On December 5, 2022, researchers from the University of Cambridge in the UK published a research paper entitled FXR inhibition may protect from SARS-CoV-2 infection by reducing ACE2 in Nature.
The results showed two things: FXR can control ACE2 expression; Blocking this pathway will help reduce COVID-19 infections. Ursodeoxycholic acid, the generic drug used in the trial, was the subject of much debate.
Angiotensin-converting enzyme 2 (ACE2) receptors are expressed on many cell surfaces, and the novel coronavirus binds to ACE2 through surface spike proteins, thus entering cells and infecting them. Because this receptor is highly expressed in bile duct cells, the novel coronavirus can also cause liver dysfunction.
In a variety of tissues affected by COVID-19, including the gastrointestinal and respiratory systems, researchers have demonstrated that FXR is a direct regulator of ACE2 transcription, as well as ursodeoxycholic acid for the treatment of gallstones and liver disease. As an FXR inhibitor, FXR inhibits ACE2 receptor expression on bile duct cells by inhibiting the transcription factor FXR.

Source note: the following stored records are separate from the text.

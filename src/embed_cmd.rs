//! Embedding maintenance commands.
//!
//! Chunks keep the model name and width they were embedded with. After the
//! embedding model changes, `docqa embed status` shows which chunks are
//! stale and `docqa embed rebuild` re-embeds them in place.

use anyhow::{bail, Result};
use sqlx::{Row, SqlitePool};

use crate::config::Config;
use crate::db;
use crate::embedding;

#[derive(Debug, Clone, PartialEq)]
pub struct ModelCount {
    pub model: String,
    pub dims: i64,
    pub chunks: i64,
}

#[derive(Debug, Clone, Default, PartialEq)]
pub struct RebuildStats {
    pub total: u64,
    pub embedded: u64,
    pub failed: u64,
}

struct ChunkText {
    id: i64,
    content: String,
}

/// Chunk counts grouped by the model that embedded them.
pub async fn embedding_status(pool: &SqlitePool) -> Result<Vec<ModelCount>> {
    let rows = sqlx::query(
        "SELECT model, dims, COUNT(*) AS n FROM chunks GROUP BY model, dims ORDER BY n DESC, model ASC",
    )
    .fetch_all(pool)
    .await?;

    Ok(rows
        .iter()
        .map(|row| ModelCount {
            model: row.get("model"),
            dims: row.get("dims"),
            chunks: row.get("n"),
        })
        .collect())
}

/// Re-embed chunks with the configured provider.
///
/// With `only_stale`, chunks already embedded by the configured model are
/// skipped. A failed batch is counted and the rebuild continues.
pub async fn rebuild_embeddings(
    config: &Config,
    pool: &SqlitePool,
    batch_size: usize,
    only_stale: bool,
) -> Result<RebuildStats> {
    if !config.embedding.is_enabled() {
        bail!("Embedding provider is disabled. Set [embedding] provider in config.");
    }

    let provider = embedding::create_provider(&config.embedding)?;
    let model_name = provider.model_name().to_string();

    let rows = if only_stale {
        sqlx::query("SELECT id, content FROM chunks WHERE model != ? ORDER BY id ASC")
            .bind(&model_name)
            .fetch_all(pool)
            .await?
    } else {
        sqlx::query("SELECT id, content FROM chunks ORDER BY id ASC")
            .fetch_all(pool)
            .await?
    };

    let pending: Vec<ChunkText> = rows
        .iter()
        .map(|row| ChunkText {
            id: row.get("id"),
            content: row.get("content"),
        })
        .collect();

    let mut stats = RebuildStats {
        total: pending.len() as u64,
        ..RebuildStats::default()
    };

    for batch in pending.chunks(batch_size.max(1)) {
        let texts: Vec<String> = batch.iter().map(|c| c.content.clone()).collect();

        match embedding::embed_texts(provider.as_ref(), &config.embedding, &texts).await {
            Ok(vectors) => {
                let mut tx = pool.begin().await?;
                for (item, vec) in batch.iter().zip(vectors.iter()) {
                    sqlx::query("UPDATE chunks SET embedding = ?, model = ?, dims = ? WHERE id = ?")
                        .bind(embedding::vec_to_blob(vec))
                        .bind(&model_name)
                        .bind(vec.len() as i64)
                        .bind(item.id)
                        .execute(&mut *tx)
                        .await?;
                    stats.embedded += 1;
                }
                tx.commit().await?;
            }
            Err(e) => {
                tracing::warn!(error = %e, size = batch.len(), "embedding batch failed");
                stats.failed += batch.len() as u64;
            }
        }
    }

    Ok(stats)
}

pub async fn run_embed_rebuild(
    config: &Config,
    batch_size_override: Option<usize>,
    only_stale: bool,
) -> Result<()> {
    let batch_size = batch_size_override.unwrap_or(config.embedding.batch_size);
    let pool = db::connect(config).await?;
    let stats = rebuild_embeddings(config, &pool, batch_size, only_stale).await;
    pool.close().await;
    let stats = stats?;

    println!("embed rebuild");
    if stats.total == 0 {
        println!("  no chunks to embed");
        return Ok(());
    }
    println!("  total chunks: {}", stats.total);
    println!("  embedded: {}", stats.embedded);
    println!("  failed: {}", stats.failed);
    Ok(())
}

pub async fn run_embed_status(config: &Config) -> Result<()> {
    let configured = if config.embedding.is_enabled() {
        Some(embedding::create_provider(&config.embedding)?.model_name().to_string())
    } else {
        None
    };

    let pool = db::connect(config).await?;
    let counts = embedding_status(&pool).await;
    pool.close().await;
    let counts = counts?;

    println!("embed status");
    println!(
        "  provider: {} ({})",
        config.embedding.provider,
        configured.as_deref().unwrap_or("none")
    );

    if counts.is_empty() {
        println!("  no chunks stored");
        return Ok(());
    }

    let mut stale = 0i64;
    for c in &counts {
        let current = configured.as_deref() == Some(c.model.as_str());
        if !current {
            stale += c.chunks;
        }
        println!(
            "  {:<28} dims={:<5} chunks={}{}",
            c.model,
            c.dims,
            c.chunks,
            if current { "" } else { "  (stale)" }
        );
    }
    if stale > 0 {
        println!("  {} chunk(s) need `docqa embed rebuild --stale`", stale);
    }
    Ok(())
}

In preclinical trials, researchers gave nine hamsters ursodeoxycholic acid at a dose similar to that of humans; Six other hamsters were given a saline solution. A week later, the hamsters were placed in the same cage as hamsters infected with the Delta coronavirus variant.
The hamsters were euthanized four days later. The team analyzed their lung samples. All of the hamsters that received saline were infected, but only a third of those that received ursodeoxycholic acid were infected.

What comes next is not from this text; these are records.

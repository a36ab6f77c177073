use anyhow::{Context, Result};
use serde::Deserialize;
use std::path::{Path, PathBuf};

#[derive(Debug, Deserialize, Clone)]
pub struct Config {
    pub db: DbConfig,
    #[serde(default)]
    pub storage: StorageConfig,
    #[serde(default)]
    pub chunking: ChunkingConfig,
    #[serde(default)]
    pub retrieval: RetrievalConfig,
    #[serde(default)]
    pub embedding: EmbeddingConfig,
    #[serde(default)]
    pub llm: LlmConfig,
    #[serde(default)]
    pub server: ServerConfig,
}

#[derive(Debug, Deserialize, Clone)]
pub struct DbConfig {
    pub path: PathBuf,
}

#[derive(Debug, Deserialize, Clone)]
pub struct StorageConfig {
    #[serde(default = "default_upload_dir")]
    pub upload_dir: PathBuf,
}

impl Default for StorageConfig {
    fn default() -> Self {
        Self {
            upload_dir: default_upload_dir(),
        }
    }
}

fn default_upload_dir() -> PathBuf {
    PathBuf::from("./data/uploads")
}

/// Sliding-window parameters, in characters.
///
/// Signed on purpose: a non-positive `max_chars` is a valid setting that
/// disables windowing (see [`crate::chunk::chunk_text`]).
#[derive(Debug, Deserialize, Clone)]
pub struct ChunkingConfig {
    #[serde(default = "default_max_chars")]
    pub max_chars: i64,
    #[serde(default = "default_overlap")]
    pub overlap: i64,
}

impl Default for ChunkingConfig {
    fn default() -> Self {
        Self {
            max_chars: default_max_chars(),
            overlap: default_overlap(),
        }
    }
}

fn default_max_chars() -> i64 {
    1000
}
fn default_overlap() -> i64 {
    150
}

#[derive(Debug, Deserialize, Clone)]
pub struct RetrievalConfig {
    #[serde(default = "default_top_k")]
    pub top_k: usize,
    #[serde(default = "default_max_k")]
    pub max_k: usize,
}

impl Default for RetrievalConfig {
    fn default() -> Self {
        Self {
            top_k: default_top_k(),
            max_k: default_max_k(),
        }
    }
}

fn default_top_k() -> usize {
    5
}
fn default_max_k() -> usize {
    50
}

#[derive(Debug, Deserialize, Clone)]
pub struct EmbeddingConfig {
    #[serde(default = "default_provider")]
    pub provider: String,
    #[serde(default)]
    pub model: Option<String>,
    #[serde(default)]
    pub dims: Option<usize>,
    /// Base URL override for the HTTP providers.
    #[serde(default)]
    pub url: Option<String>,
    #[serde(default = "default_batch_size")]
    pub batch_size: usize,
    #[serde(default = "default_true")]
    pub normalize: bool,
    #[serde(default = "default_max_retries")]
    pub max_retries: u32,
    #[serde(default = "default_timeout_secs")]
    pub timeout_secs: u64,
}

impl Default for EmbeddingConfig {
    fn default() -> Self {
        Self {
            provider: default_provider(),
            model: None,
            dims: None,
            url: None,
            batch_size: default_batch_size(),
            normalize: true,
            max_retries: default_max_retries(),
            timeout_secs: default_timeout_secs(),
        }
    }
}

fn default_provider() -> String {
    "local".to_string()
}
fn default_batch_size() -> usize {
    32
}
fn default_true() -> bool {
    true
}
fn default_max_retries() -> u32 {
    5
}
fn default_timeout_secs() -> u64 {
    30
}

impl EmbeddingConfig {
    pub fn is_enabled(&self) -> bool {
        self.provider != "disabled"
    }
}

#[derive(Debug, Deserialize, Clone)]
pub struct LlmConfig {
    #[serde(default = "default_llm_provider")]
    pub default_provider: String,
    #[serde(default = "default_temperature")]
    pub temperature: f32,
    #[serde(default = "default_llm_retries")]
    pub max_retries: u32,
    #[serde(default = "default_llm_timeout_secs")]
    pub timeout_secs: u64,
    #[serde(default = "LlmProviderConfig::gemini")]
    pub gemini: LlmProviderConfig,
    #[serde(default = "LlmProviderConfig::groq")]
    pub groq: LlmProviderConfig,
}

impl Default for LlmConfig {
    fn default() -> Self {
        Self {
            default_provider: default_llm_provider(),
            temperature: default_temperature(),
            max_retries: default_llm_retries(),
            timeout_secs: default_llm_timeout_secs(),
            gemini: LlmProviderConfig::gemini(),
            groq: LlmProviderConfig::groq(),
        }
    }
}

fn default_llm_provider() -> String {
    "gemini".to_string()
}
fn default_temperature() -> f32 {
    0.3
}
fn default_llm_retries() -> u32 {
    2
}
fn default_llm_timeout_secs() -> u64 {
    120
}

/// Connection settings for one hosted LLM.
///
/// Partially specified tables are filled in from the provider defaults
/// by [`load_config`].
#[derive(Debug, Deserialize, Clone, Default)]
pub struct LlmProviderConfig {
    /// Inline key. Takes precedence over `api_key_env`.
    #[serde(default)]
    pub api_key: Option<String>,
    #[serde(default)]
    pub api_key_env: String,
    #[serde(default)]
    pub base_url: String,
    #[serde(default)]
    pub model: String,
}

impl LlmProviderConfig {
    pub fn gemini() -> Self {
        Self {
            api_key: None,
            api_key_env: "GEMINI_API_KEY".to_string(),
            base_url: "https://generativelanguage.googleapis.com/v1beta".to_string(),
            model: "models/gemini-2.0-flash-exp".to_string(),
        }
    }

    pub fn groq() -> Self {
        Self {
            api_key: None,
            api_key_env: "GROQ_API_KEY".to_string(),
            base_url: "https://api.groq.com/openai/v1".to_string(),
            model: "llama-3.3-70b-versatile".to_string(),
        }
    }

    /// Resolve the API key: inline value first, then the environment.
    /// Empty strings count as missing.
    pub fn resolve_api_key(&self) -> Option<String> {
        self.api_key
            .clone()
            .or_else(|| std::env::var(&self.api_key_env).ok())
            .filter(|k| !k.trim().is_empty())
    }

    fn fill_from(&mut self, defaults: LlmProviderConfig) {
        if self.api_key_env.is_empty() {
            self.api_key_env = defaults.api_key_env;
        }
        if self.base_url.is_empty() {
            self.base_url = defaults.base_url;
        }
        if self.model.is_empty() {
            self.model = defaults.model;
        }
    }
}

#[derive(Debug, Deserialize, Clone)]
pub struct ServerConfig {
    #[serde(default = "default_bind")]
    pub bind: String,
    #[serde(default = "default_max_upload_mb")]
    pub max_upload_mb: usize,
}

impl Default for ServerConfig {
    fn default() -> Self {
        Self {
            bind: default_bind(),
            max_upload_mb: default_max_upload_mb(),
        }
    }
}

fn default_bind() -> String {
    "127.0.0.1:8000".to_string()
}
fn default_max_upload_mb() -> usize {
    50
}

pub const LLM_PROVIDERS: &[&str] = &["gemini", "groq"];

pub fn load_config(path: &Path) -> Result<Config> {
    let content = std::fs::read_to_string(path)
        .with_context(|| format!("Failed to read config file: {}", path.display()))?;

    parse_config(&content)
}

/// Parse and validate configuration from TOML text.
pub fn parse_config(content: &str) -> Result<Config> {
    let mut config: Config =
        toml::from_str(content).with_context(|| "Failed to parse config file")?;

    config.llm.gemini.fill_from(LlmProviderConfig::gemini());
    config.llm.groq.fill_from(LlmProviderConfig::groq());
    config.llm.default_provider = config.llm.default_provider.to_lowercase();

    // Validate retrieval
    if config.retrieval.top_k < 1 {
        anyhow::bail!("retrieval.top_k must be >= 1");
    }
    if config.retrieval.max_k < config.retrieval.top_k {
        anyhow::bail!("retrieval.max_k must be >= retrieval.top_k");
    }

    // Validate embedding
    if config.embedding.batch_size == 0 {
        anyhow::bail!("embedding.batch_size must be > 0");
    }

    match config.embedding.provider.as_str() {
        "disabled" | "local" => {}
        "openai" | "ollama" => {
            if config.embedding.dims.is_none() || config.embedding.dims == Some(0) {
                anyhow::bail!(
                    "embedding.dims must be > 0 when provider is '{}'",
                    config.embedding.provider
                );
            }
            if config.embedding.model.is_none() {
                anyhow::bail!(
                    "embedding.model must be specified when provider is '{}'",
                    config.embedding.provider
                );
            }
        }
        other => anyhow::bail!(
            "Unknown embedding provider: '{}'. Must be disabled, local, openai, or ollama.",
            other
        ),
    }

    // Validate llm
    if !LLM_PROVIDERS.contains(&config.llm.default_provider.as_str()) {
        anyhow::bail!(
            "Unknown llm.default_provider: '{}'. Must be gemini or groq.",
            config.llm.default_provider
        );
    }
    if !(0.0..=2.0).contains(&config.llm.temperature) {
        anyhow::bail!("llm.temperature must be in [0.0, 2.0]");
    }

    Ok(config)
}

#[cfg(test)]
mod tests {
    use super::*;

    #[test]
    fn minimal_config_gets_defaults() {
        let cfg = parse_config("[db]\npath = \"/tmp/docqa.sqlite\"\n").unwrap();
        assert_eq!(cfg.chunking.max_chars, 1000);
        assert_eq!(cfg.chunking.overlap, 150);
        assert_eq!(cfg.retrieval.top_k, 5);
        assert_eq!(cfg.embedding.provider, "local");
        assert_eq!(cfg.embedding.batch_size, 32);
        assert!(cfg.embedding.normalize);
        assert_eq!(cfg.llm.default_provider, "gemini");
        assert_eq!(cfg.llm.groq.model, "llama-3.3-70b-versatile");
        assert_eq!(cfg.llm.gemini.api_key_env, "GEMINI_API_KEY");
        assert_eq!(cfg.server.bind, "127.0.0.1:8000");
    }

    #[test]
    fn partial_provider_table_is_filled() {
        let cfg = parse_config(
            r#"
[db]
path = "x.sqlite"

[llm.groq]
base_url = "http://127.0.0.1:9999"
"#,
        )
        .unwrap();
        assert_eq!(cfg.llm.groq.base_url, "http://127.0.0.1:9999");
        assert_eq!(cfg.llm.groq.model, "llama-3.3-70b-versatile");
        assert_eq!(cfg.llm.groq.api_key_env, "GROQ_API_KEY");
    }

    #[test]
    fn http_embedding_requires_model_and_dims() {
        let err = parse_config(
            "[db]\npath = \"x\"\n[embedding]\nprovider = \"ollama\"\nmodel = \"nomic\"\n",
        )
        .unwrap_err();
        assert!(err.to_string().contains("embedding.dims"));
    }

    #[test]
    fn unknown_embedding_provider_rejected() {
        let err =
            parse_config("[db]\npath = \"x\"\n[embedding]\nprovider = \"magic\"\n").unwrap_err();
        assert!(err.to_string().contains("Unknown embedding provider"));
    }

    #[test]
    fn unknown_llm_provider_rejected() {
        let err =
            parse_config("[db]\npath = \"x\"\n[llm]\ndefault_provider = \"acme\"\n").unwrap_err();
        assert!(err.to_string().contains("llm.default_provider"));
    }

    #[test]
    fn zero_top_k_rejected() {
        let err = parse_config("[db]\npath = \"x\"\n[retrieval]\ntop_k = 0\n").unwrap_err();
        assert!(err.to_string().contains("top_k"));
    }

    #[test]
    fn inline_key_wins_and_blank_is_missing() {
        let mut p = LlmProviderConfig::groq();
        p.api_key_env = "DOCQA_TEST_UNSET_KEY_VAR".to_string();
        assert_eq!(p.resolve_api_key(), None);
        p.api_key = Some("   ".to_string());
        assert_eq!(p.resolve_api_key(), None);
        p.api_key = Some("gsk_test".to_string());
        assert_eq!(p.resolve_api_key().as_deref(), Some("gsk_test"));
    }
}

During the experiment, the hamsters were given free access to food. But the saline hamsters lost about 9 percent of their body weight on the fourth day after infection; In contrast, the hamsters in the ursodeoxycholic acid group gained weight. This suggests that ursodeoxycholic acid treatment can reduce the severity of COVID-19 infection.
In other words, it's hard to say that ursodeoxycholic acid can block the entry of the virus 100% of the time, but it can block the entry of the virus and reduce the disease to a large extent.

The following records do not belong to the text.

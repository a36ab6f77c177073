//! Document listing, lookup, and deletion.
//!
//! Used by both the CLI (`docqa documents`, `docqa get`, `docqa delete`) and
//! the HTTP endpoints under `/documents/`.

use anyhow::Result;
use serde::Serialize;
use sqlx::{Row, SqlitePool};

use crate::config::Config;
use crate::db;
use crate::ingest;
use crate::models::Document;

/// One entry of `GET /documents/`.
#[derive(Debug, Clone, Serialize)]
pub struct DocumentSummary {
    pub id: i64,
    pub name: String,
    /// Stored path relative to the upload directory.
    pub file: String,
    pub created_at: String, // ISO8601
}

#[derive(Debug, Clone, Serialize)]
pub struct DocumentDetail {
    pub id: i64,
    pub name: String,
    pub file: String,
    pub content_type: String,
    pub size_bytes: i64,
    pub created_at: String, // ISO8601
    pub chunks: Vec<ChunkResponse>,
}

#[derive(Debug, Clone, Serialize)]
pub struct ChunkResponse {
    pub order: i64,
    pub text: String,
    pub model: String,
    pub dims: i64,
}

/// All documents, newest first.
pub async fn list_documents(pool: &SqlitePool) -> Result<Vec<DocumentSummary>> {
    let rows = sqlx::query(
        "SELECT id, name, file_path, created_at FROM documents ORDER BY created_at DESC, id DESC",
    )
    .fetch_all(pool)
    .await?;

    Ok(rows
        .iter()
        .map(|row| DocumentSummary {
            id: row.get("id"),
            name: row.get("name"),
            file: row.get("file_path"),
            created_at: format_ts_iso(row.get("created_at")),
        })
        .collect())
}

pub async fn find_document(pool: &SqlitePool, id: i64) -> Result<Option<Document>> {
    let row = sqlx::query(
        "SELECT id, name, file_path, content_type, size_bytes, created_at FROM documents WHERE id = ?",
    )
    .bind(id)
    .fetch_optional(pool)
    .await?;

    Ok(row.map(|row| Document {
        id: row.get("id"),
        name: row.get("name"),
        file_path: row.get("file_path"),
        content_type: row.get("content_type"),
        size_bytes: row.get("size_bytes"),
        created_at: row.get("created_at"),
    }))
}

/// A document with its chunks in order, or `None` if no such id exists.
pub async fn get_document(pool: &SqlitePool, id: i64) -> Result<Option<DocumentDetail>> {
    let doc = match find_document(pool, id).await? {
        Some(doc) => doc,
        None => return Ok(None),
    };

    let chunk_rows = sqlx::query(
        "SELECT chunk_order, content, model, dims FROM chunks WHERE document_id = ? ORDER BY chunk_order ASC",
    )
    .bind(id)
    .fetch_all(pool)
    .await?;

    let chunks = chunk_rows
        .iter()
        .map(|row| ChunkResponse {
            order: row.get("chunk_order"),
            text: row.get("content"),
            model: row.get("model"),
            dims: row.get("dims"),
        })
        .collect();

    Ok(Some(DocumentDetail {
        id: doc.id,
        name: doc.name,
        file: doc.file_path,
        content_type: doc.content_type,
        size_bytes: doc.size_bytes,
        created_at: format_ts_iso(doc.created_at),
        chunks,
    }))
}

/// Delete a document, its chunks, and its stored file.
///
/// Returns `false` when the document does not exist.
pub async fn delete_document(config: &Config, pool: &SqlitePool, id: i64) -> Result<bool> {
    let doc = match find_document(pool, id).await? {
        Some(doc) => doc,
        None => return Ok(false),
    };

    ingest::remove_file_quietly(&ingest::stored_file_path(config, &doc.file_path)).await;

    // Chunks go with it via ON DELETE CASCADE
    sqlx::query("DELETE FROM documents WHERE id = ?")
        .bind(id)
        .execute(pool)
        .await?;

    tracing::info!(doc_id = id, name = %doc.name, "document deleted");
    Ok(true)
}

pub async fn run_list(config: &Config) -> Result<()> {
    let pool = db::connect(config).await?;
    let docs = list_documents(&pool).await?;
    pool.close().await;

    if docs.is_empty() {
        println!("No documents.");
        return Ok(());
    }

    println!("{:<6} {:<22} NAME", "ID", "CREATED");
    for doc in &docs {
        println!("{:<6} {:<22} {}", doc.id, doc.created_at, doc.name);
    }
    println!();
    println!("{} document(s)", docs.len());
    Ok(())
}

pub async fn run_get(config: &Config, id: i64) -> Result<()> {
    let pool = db::connect(config).await?;
    let doc = get_document(&pool, id).await?;
    pool.close().await;

    let doc = match doc {
        Some(d) => d,
        None => anyhow::bail!("document not found: {}", id),
    };

    println!("--- Document ---");
    println!("id:           {}", doc.id);
    println!("name:         {}", doc.name);
    println!("file:         {}", doc.file);
    println!("content_type: {}", doc.content_type);
    println!("size_bytes:   {}", doc.size_bytes);
    println!("created_at:   {}", doc.created_at);
    println!();

    println!("--- Chunks ({}) ---", doc.chunks.len());
    for chunk in &doc.chunks {
        println!("[chunk {}]", chunk.order);
        println!("{}", chunk.text);
        println!();
    }

    Ok(())
}

pub async fn run_delete(config: &Config, id: i64) -> Result<()> {
    let pool = db::connect(config).await?;
    let deleted = delete_document(config, &pool, id).await?;
    pool.close().await;

    if !deleted {
        anyhow::bail!("document not found: {}", id);
    }
    println!("deleted document {}", id);
    Ok(())
}

fn format_ts_iso(ts: i64) -> String {
    chrono::DateTime::from_timestamp(ts, 0)
        .map(|dt| dt.format("%Y-%m-%dT%H:%M:%SZ").to_string())
        .unwrap_or_else(|| ts.to_string())
}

Next, the team tested ursodeoxycholic acid treatment on lung tissue donated by volunteers. These lung tissues maintain their physiological functions through extracorporeal support such as ventilators.
The researchers injected ursodeoxycholic acid into one lung and saline into the other.
After six hours, the ursodeoxycholic acid-treated lungs showed a nearly 50 percent reduction in ACE2 expression, but there was no change in the control lungs. The results showed that the lung injected with the drug was not infected with the virus, while the other lung was.
In eight healthy subjects, the researchers also observed reduced levels of ACE2 expression on nasal cells in the volunteers who received ursodeoxycholic acid.
Notably, neither the hamsters nor the lung organ donors were immune compromised. But compared with the COVID-19 vaccine, drugs like ursodeoxycholic acid may be better suited to people with lower immunity due to their different mechanisms.
Astrazeneca's neutralizing antibody Evusheld was previously used to prevent COVID-19 infection in those with low immunity and unable to use COVID-19 vaccines. Evusheld reduces the virus's ability to enter and infect healthy cells by binding to different sites on the coronavirus spike protein. In July, the drug was approved for the first time on the Chinese mainland on a pilot basis -- it can be used in the Boao Lecheng International Medical Tourism Pilot Zone in Hainan.
But that didn't last long. The virus evolved rapidly and the new variant changed the composition of the spike protein, making Evusheld less effective. This is also a side effect, if the drug is designed for the virus, it will be passive.
ACE2 is a gateway for viruses to enter, and closing it means that the virus cannot replicate itself, which means that there is a way to prevent infection that does not depend on the immune system in the battle against the novel coronavirus.
So could ursodeoxycholic acid replace vaccination? Researchers responded that vaccines are currently the best way to prevent COVID-19 infection, but the two can complement each other to reduce the risk of infection.
The researchers are now moving forward with clinical trials to determine whether the ursodeoxycholic effect in animals and organoids can be applied in the real world.